Assigned task. All lines that hold the string "Weekday" should be copied. Find them in the listing below.
:: Raw data
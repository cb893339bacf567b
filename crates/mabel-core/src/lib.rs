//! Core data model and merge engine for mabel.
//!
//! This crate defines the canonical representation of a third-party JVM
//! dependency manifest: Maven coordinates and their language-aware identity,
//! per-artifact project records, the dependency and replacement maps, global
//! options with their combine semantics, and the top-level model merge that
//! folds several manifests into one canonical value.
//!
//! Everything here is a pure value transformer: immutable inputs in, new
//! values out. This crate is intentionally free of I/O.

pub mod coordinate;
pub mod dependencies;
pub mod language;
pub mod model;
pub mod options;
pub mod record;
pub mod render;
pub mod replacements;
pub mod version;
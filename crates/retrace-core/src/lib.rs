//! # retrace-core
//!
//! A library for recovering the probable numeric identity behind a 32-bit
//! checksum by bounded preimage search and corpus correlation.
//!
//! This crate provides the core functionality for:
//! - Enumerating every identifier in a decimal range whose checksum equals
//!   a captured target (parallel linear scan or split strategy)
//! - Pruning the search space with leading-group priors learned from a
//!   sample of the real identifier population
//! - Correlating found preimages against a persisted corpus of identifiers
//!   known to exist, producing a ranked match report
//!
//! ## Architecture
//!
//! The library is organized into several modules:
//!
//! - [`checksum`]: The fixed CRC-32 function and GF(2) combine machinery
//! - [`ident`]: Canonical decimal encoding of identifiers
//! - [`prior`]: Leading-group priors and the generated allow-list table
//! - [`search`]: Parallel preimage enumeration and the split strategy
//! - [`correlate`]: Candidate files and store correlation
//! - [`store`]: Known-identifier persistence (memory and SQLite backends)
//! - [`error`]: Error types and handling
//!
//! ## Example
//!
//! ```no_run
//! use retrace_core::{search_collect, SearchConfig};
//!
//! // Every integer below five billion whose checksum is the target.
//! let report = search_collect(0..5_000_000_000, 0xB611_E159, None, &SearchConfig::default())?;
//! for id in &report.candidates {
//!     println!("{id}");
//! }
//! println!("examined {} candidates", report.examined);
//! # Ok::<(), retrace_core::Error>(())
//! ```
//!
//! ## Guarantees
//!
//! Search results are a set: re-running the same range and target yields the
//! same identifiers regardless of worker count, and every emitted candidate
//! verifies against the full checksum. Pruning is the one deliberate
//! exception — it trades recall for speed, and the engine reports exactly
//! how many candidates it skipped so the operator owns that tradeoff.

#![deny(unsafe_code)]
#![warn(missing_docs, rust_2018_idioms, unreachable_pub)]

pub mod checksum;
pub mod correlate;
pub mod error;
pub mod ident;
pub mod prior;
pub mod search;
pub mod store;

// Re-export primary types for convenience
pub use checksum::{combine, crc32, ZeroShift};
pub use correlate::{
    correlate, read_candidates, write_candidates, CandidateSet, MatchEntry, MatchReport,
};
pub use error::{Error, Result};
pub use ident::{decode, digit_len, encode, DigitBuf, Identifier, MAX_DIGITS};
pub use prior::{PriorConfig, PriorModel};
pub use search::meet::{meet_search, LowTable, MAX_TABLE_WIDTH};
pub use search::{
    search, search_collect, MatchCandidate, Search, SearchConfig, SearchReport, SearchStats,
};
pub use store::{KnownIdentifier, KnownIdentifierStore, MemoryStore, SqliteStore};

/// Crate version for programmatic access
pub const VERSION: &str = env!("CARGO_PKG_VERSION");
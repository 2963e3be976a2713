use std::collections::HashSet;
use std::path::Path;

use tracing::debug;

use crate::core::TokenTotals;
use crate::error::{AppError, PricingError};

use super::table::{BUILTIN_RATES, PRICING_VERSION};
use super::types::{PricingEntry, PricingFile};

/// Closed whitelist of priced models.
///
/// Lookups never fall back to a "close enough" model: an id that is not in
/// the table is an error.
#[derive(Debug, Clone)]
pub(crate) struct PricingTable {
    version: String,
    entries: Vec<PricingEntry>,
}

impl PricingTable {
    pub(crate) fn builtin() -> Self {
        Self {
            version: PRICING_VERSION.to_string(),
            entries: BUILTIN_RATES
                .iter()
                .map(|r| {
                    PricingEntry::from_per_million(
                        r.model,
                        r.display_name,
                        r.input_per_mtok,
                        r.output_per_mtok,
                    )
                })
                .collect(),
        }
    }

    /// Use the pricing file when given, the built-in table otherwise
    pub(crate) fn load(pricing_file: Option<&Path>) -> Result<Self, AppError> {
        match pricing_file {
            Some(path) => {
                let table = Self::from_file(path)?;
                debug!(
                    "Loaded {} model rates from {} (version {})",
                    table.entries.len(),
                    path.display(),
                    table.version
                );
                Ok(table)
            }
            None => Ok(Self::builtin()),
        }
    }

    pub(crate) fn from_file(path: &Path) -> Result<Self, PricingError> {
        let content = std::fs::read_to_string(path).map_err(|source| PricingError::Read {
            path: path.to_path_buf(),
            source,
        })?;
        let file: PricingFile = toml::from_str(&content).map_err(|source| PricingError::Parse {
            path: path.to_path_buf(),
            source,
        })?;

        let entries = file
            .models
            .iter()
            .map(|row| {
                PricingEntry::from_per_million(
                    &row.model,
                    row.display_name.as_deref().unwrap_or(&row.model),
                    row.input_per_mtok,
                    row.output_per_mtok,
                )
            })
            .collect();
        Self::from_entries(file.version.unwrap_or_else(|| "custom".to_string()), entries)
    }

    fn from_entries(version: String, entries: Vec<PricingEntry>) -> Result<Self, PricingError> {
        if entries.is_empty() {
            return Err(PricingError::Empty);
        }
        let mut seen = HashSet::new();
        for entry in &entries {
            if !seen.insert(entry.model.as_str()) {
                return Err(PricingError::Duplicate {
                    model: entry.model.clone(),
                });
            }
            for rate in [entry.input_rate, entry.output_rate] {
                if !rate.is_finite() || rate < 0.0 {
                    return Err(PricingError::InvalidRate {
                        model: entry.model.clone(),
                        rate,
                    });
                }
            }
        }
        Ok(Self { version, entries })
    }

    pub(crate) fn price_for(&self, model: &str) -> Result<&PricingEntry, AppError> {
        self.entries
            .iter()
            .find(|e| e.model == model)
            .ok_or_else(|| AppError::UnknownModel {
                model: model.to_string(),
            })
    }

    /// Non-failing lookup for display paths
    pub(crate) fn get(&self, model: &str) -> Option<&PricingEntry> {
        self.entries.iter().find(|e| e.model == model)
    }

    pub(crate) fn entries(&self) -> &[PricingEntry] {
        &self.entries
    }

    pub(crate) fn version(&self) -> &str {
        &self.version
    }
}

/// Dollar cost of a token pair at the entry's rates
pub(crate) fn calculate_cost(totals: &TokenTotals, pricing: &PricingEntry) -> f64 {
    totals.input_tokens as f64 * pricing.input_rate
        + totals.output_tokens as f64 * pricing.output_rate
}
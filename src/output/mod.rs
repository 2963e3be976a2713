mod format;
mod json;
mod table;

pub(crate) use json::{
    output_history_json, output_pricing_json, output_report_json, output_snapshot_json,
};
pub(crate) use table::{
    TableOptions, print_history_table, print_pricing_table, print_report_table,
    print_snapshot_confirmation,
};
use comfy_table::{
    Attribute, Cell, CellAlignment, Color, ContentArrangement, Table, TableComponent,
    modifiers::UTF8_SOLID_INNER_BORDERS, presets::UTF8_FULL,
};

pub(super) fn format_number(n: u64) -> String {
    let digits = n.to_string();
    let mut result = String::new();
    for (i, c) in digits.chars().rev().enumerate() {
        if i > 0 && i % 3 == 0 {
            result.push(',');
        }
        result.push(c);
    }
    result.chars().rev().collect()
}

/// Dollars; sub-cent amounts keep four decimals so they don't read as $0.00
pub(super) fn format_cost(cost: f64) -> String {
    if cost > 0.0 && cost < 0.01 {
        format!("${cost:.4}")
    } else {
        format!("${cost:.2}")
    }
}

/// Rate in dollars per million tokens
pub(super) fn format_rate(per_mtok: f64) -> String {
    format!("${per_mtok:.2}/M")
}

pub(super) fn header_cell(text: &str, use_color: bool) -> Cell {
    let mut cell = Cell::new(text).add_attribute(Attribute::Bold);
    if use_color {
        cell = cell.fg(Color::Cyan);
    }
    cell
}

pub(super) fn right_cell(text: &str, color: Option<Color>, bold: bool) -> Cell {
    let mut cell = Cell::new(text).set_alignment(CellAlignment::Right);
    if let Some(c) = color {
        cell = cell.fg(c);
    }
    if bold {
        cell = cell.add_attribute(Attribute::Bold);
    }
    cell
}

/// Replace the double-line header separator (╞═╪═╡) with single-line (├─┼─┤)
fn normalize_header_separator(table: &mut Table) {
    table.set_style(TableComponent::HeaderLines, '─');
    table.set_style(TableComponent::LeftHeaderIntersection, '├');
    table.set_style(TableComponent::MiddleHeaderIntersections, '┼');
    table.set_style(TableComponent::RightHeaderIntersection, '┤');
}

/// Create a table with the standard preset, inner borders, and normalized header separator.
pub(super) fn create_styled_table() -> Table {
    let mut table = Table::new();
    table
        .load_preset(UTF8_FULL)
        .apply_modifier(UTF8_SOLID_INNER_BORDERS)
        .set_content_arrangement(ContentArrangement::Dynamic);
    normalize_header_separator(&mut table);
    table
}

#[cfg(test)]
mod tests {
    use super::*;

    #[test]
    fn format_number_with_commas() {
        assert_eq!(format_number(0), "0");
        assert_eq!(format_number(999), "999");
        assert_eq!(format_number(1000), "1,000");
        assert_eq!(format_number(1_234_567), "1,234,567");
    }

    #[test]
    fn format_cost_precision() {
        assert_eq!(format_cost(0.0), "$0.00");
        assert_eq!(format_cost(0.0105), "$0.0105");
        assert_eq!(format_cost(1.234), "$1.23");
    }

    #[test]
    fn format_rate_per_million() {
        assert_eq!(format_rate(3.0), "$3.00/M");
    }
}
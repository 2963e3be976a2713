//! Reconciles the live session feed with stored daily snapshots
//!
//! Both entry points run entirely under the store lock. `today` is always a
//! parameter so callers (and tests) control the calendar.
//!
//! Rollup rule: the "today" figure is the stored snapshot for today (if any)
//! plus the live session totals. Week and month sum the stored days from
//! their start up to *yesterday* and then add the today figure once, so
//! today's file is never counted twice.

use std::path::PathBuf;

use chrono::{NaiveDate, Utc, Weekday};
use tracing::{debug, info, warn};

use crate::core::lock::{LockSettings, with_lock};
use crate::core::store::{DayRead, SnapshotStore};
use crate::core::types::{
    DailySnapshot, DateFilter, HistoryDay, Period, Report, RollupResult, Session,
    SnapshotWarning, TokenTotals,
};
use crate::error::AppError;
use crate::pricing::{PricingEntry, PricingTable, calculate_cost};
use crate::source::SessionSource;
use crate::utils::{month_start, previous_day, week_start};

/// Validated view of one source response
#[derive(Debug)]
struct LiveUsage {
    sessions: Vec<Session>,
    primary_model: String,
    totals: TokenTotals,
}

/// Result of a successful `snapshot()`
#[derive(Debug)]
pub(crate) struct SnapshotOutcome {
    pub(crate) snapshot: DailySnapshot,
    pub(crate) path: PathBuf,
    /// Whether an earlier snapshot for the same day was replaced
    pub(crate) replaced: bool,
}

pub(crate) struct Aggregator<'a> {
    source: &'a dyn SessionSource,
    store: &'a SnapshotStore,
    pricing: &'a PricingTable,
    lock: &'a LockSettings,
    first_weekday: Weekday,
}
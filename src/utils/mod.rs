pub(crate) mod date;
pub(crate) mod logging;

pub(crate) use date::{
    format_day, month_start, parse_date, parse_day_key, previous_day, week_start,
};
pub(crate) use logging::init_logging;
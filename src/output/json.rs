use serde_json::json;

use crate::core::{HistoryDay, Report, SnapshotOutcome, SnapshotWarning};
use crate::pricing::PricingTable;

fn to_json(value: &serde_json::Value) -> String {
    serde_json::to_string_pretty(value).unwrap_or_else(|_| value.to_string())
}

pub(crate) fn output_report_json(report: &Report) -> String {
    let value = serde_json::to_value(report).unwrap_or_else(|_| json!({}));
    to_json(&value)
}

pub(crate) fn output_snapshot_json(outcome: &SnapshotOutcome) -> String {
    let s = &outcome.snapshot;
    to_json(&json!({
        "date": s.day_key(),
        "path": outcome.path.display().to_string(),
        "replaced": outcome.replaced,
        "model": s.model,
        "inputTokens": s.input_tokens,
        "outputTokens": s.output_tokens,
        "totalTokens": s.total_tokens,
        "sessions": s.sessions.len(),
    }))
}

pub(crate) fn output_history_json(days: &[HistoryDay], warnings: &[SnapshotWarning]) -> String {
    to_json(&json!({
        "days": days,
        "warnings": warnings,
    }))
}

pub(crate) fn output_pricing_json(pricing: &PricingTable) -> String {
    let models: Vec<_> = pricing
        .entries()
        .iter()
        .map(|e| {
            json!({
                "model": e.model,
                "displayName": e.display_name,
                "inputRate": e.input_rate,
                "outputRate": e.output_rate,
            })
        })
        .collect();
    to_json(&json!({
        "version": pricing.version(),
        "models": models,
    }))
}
::::
Expected answer.
use chrono::{NaiveDate, Utc, Weekday};
    first_weekday: Weekday,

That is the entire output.